Peter's talent for accurately depicting the quirks of his guests almost backfired on him when the play was presented before an audience which was largely populated by members of the National Society for New England Women in 1970. Longtime traditional guests at the Inn every spring, the conservative social group was known for their preference for straitlaced formality in all matters -- a trait which serves as a major target of Peter's sharp wit in the play. Borrowing a line from his stage counterpart, Mr. Allison, Peter remarked, "I made a tremendous blunder. For the whole first act of the play - and remember, this was a musical comedy - there wasn't a sound. No laughter, no applause, nothing." As the impact of the performance began to disintegrate Pinkham's nerves, he headed for the bar to console himself about his loss of business, and to contemplate his next move. A few belts later, a messenger of good fortune related that all was well after all, much to the playwright's surprise. "Apparently, some of the ladies were hard of hearing, and the others courteously remained silent so that their colleagues could hear all the lines. They loved it," Peter laughed. A second performance in front of the three members of the New Hampshire Liquor Commission at a meeting of the old NH Hotel Motel Association also resulted in no unfortunate outcries, proving that some bureaucrats have a sense of humor in real life, if not in Pinkham's plan.

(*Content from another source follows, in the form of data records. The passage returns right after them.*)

//! Seed rows for the `#[sqlx::test]` suites. Each test gets a fresh database with
//! the migrations applied.

use chrono::{NaiveTime, Utc};
use sqlx::PgPool;
use uuid::Uuid;

use bigwing_core::booking::{BookingStatus, NewBooking};

pub(crate) async fn location(pool: &PgPool, code: &str, name: &str) -> Uuid {
    sqlx::query_scalar(
        "INSERT INTO locations (name, code, city, country) VALUES ($1, $2, $3, 'USA') RETURNING id",
    )
    .bind(name)
    .bind(code)
    .bind(format!("{} City", code))
    .fetch_one(pool)
    .await
    .unwrap()
}

pub(crate) async fn airline(pool: &PgPool) -> Uuid {
    sqlx::query_scalar(
        "INSERT INTO airlines (name, code, country) VALUES ('Big Wing Air', 'BW', 'USA') RETURNING id",
    )
    .fetch_one(pool)
    .await
    .unwrap()
}

/// One flight with a single route and a single schedule.
pub(crate) struct SeededFlight {
    pub flight_id: Uuid,
    pub route_id: Uuid,
    pub schedule_id: Uuid,
}

pub(crate) struct FlightSeed<'a> {
    pub airline_id: Uuid,
    pub origin_id: Uuid,
    pub destination_id: Uuid,
    pub flight_number: &'a str,
    pub flight_status: &'a str,
    pub departure_hour: u32,
    pub price: f64,
}

pub(crate) async fn flight(pool: &PgPool, seed: FlightSeed<'_>) -> SeededFlight {
    let flight_id: Uuid = sqlx::query_scalar(
        r#"
        INSERT INTO flights (flight_number, airline_id, origin_id, destination_id, price, flight_status)
        VALUES ($1, $2, $3, $4, $5, $6)
        RETURNING id
        "#,
    )
    .bind(seed.flight_number)
    .bind(seed.airline_id)
    .bind(seed.origin_id)
    .bind(seed.destination_id)
    .bind(seed.price)
    .bind(seed.flight_status)
    .fetch_one(pool)
    .await
    .unwrap();

    let route_id: Uuid = sqlx::query_scalar(
        "INSERT INTO routes (flight_id, origin_id, destination_id) VALUES ($1, $2, $3) RETURNING id",
    )
    .bind(flight_id)
    .bind(seed.origin_id)
    .bind(seed.destination_id)
    .fetch_one(pool)
    .await
    .unwrap();

    let departure = NaiveTime::from_hms_opt(seed.departure_hour, 0, 0).unwrap();
    let arrival = NaiveTime::from_hms_opt((seed.departure_hour + 5) % 24, 30, 0).unwrap();
    let schedule_id: Uuid = sqlx::query_scalar(
        r#"
        INSERT INTO schedules (route_id, departure_time, arrival_time, frequency, price)
        VALUES ($1, $2, $3, 'Daily', $4)
        RETURNING id
        "#,
    )
    .bind(route_id)
    .bind(departure)
    .bind(arrival)
    .bind(seed.price)
    .fetch_one(pool)
    .await
    .unwrap();

    SeededFlight {
        flight_id,
        route_id,
        schedule_id,
    }
}

/// LAX -> JFK, flight BW101 departing at 08:00.
pub(crate) async fn lax_to_jfk(pool: &PgPool) -> SeededFlight {
    let airline_id = airline(pool).await;
    let origin_id = location(pool, "LAX", "Los Angeles International Airport").await;
    let destination_id = location(pool, "JFK", "John F. Kennedy International Airport").await;

    flight(
        pool,
        FlightSeed {
            airline_id,
            origin_id,
            destination_id,
            flight_number: "BW101",
            flight_status: "Scheduled",
            departure_hour: 8,
            price: 300.0,
        },
    )
    .await
}

pub(crate) fn new_booking(user_id: Uuid, seeded: &SeededFlight) -> NewBooking {
    NewBooking {
        user_id,
        flight_id: seeded.flight_id,
        route_id: seeded.route_id,
        schedule_id: seeded.schedule_id,
        booking_status: BookingStatus::Pending,
        total_price: 300.0,
        is_return: false,
        created_at: Utc::now(),
    }
}

pub(crate) async fn booking_count(pool: &PgPool) -> i64 {
    sqlx::query_scalar("SELECT COUNT(*) FROM bookings")
        .fetch_one(pool)
        .await
        .unwrap()
}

Following their successful presentation of "Resort" in 1970, the Resort Players went on to a number of other well-received productions. As is the case with many small-town organizations, however, interest faded as some cast members moved away and others who stayed decided to leave some of the thankless yet necessary organizational chores to others. The group became dormant in 1975, a hibernation which lasted until two sisters - Doris and Yvette Levesque - initiated the community theater's return in the fall of 1980.

"I'd been involved with community theaters in the Greater Boston area, and enjoyed it immensely. I could see no reason why the Valley shouldn't have productions, so my sister and I decided to see if anyone else felt the same," Doris commented, explaining that she consequently placed an ad in local newspapers seeking persons who might be interested in forming such a group. Among the persons who attended that first meeting was Holly Gaudette, now the producer of "Resort" and a former president of the NH Community Theater Association. Gaudette suggested that the group perform Pinkham's musical comedy, primarily because it would be a fun play for a resort audience, and secondly, because no royalties would have to be paid. Equipped with their ideas and enthusiasm, the trio approached playwright Pinkham to ask for his support. "I agreed to do it only if it was well directed - that was my one and only condition," Pinkham stated, adding that he suggested that Linda Bate be asked to handle the directing duties. Bate had been away from the theater for 10 years, but says that she felt that the time was right for the return of quality community theater to the Valley, and she wanted to be part of it. She accepted.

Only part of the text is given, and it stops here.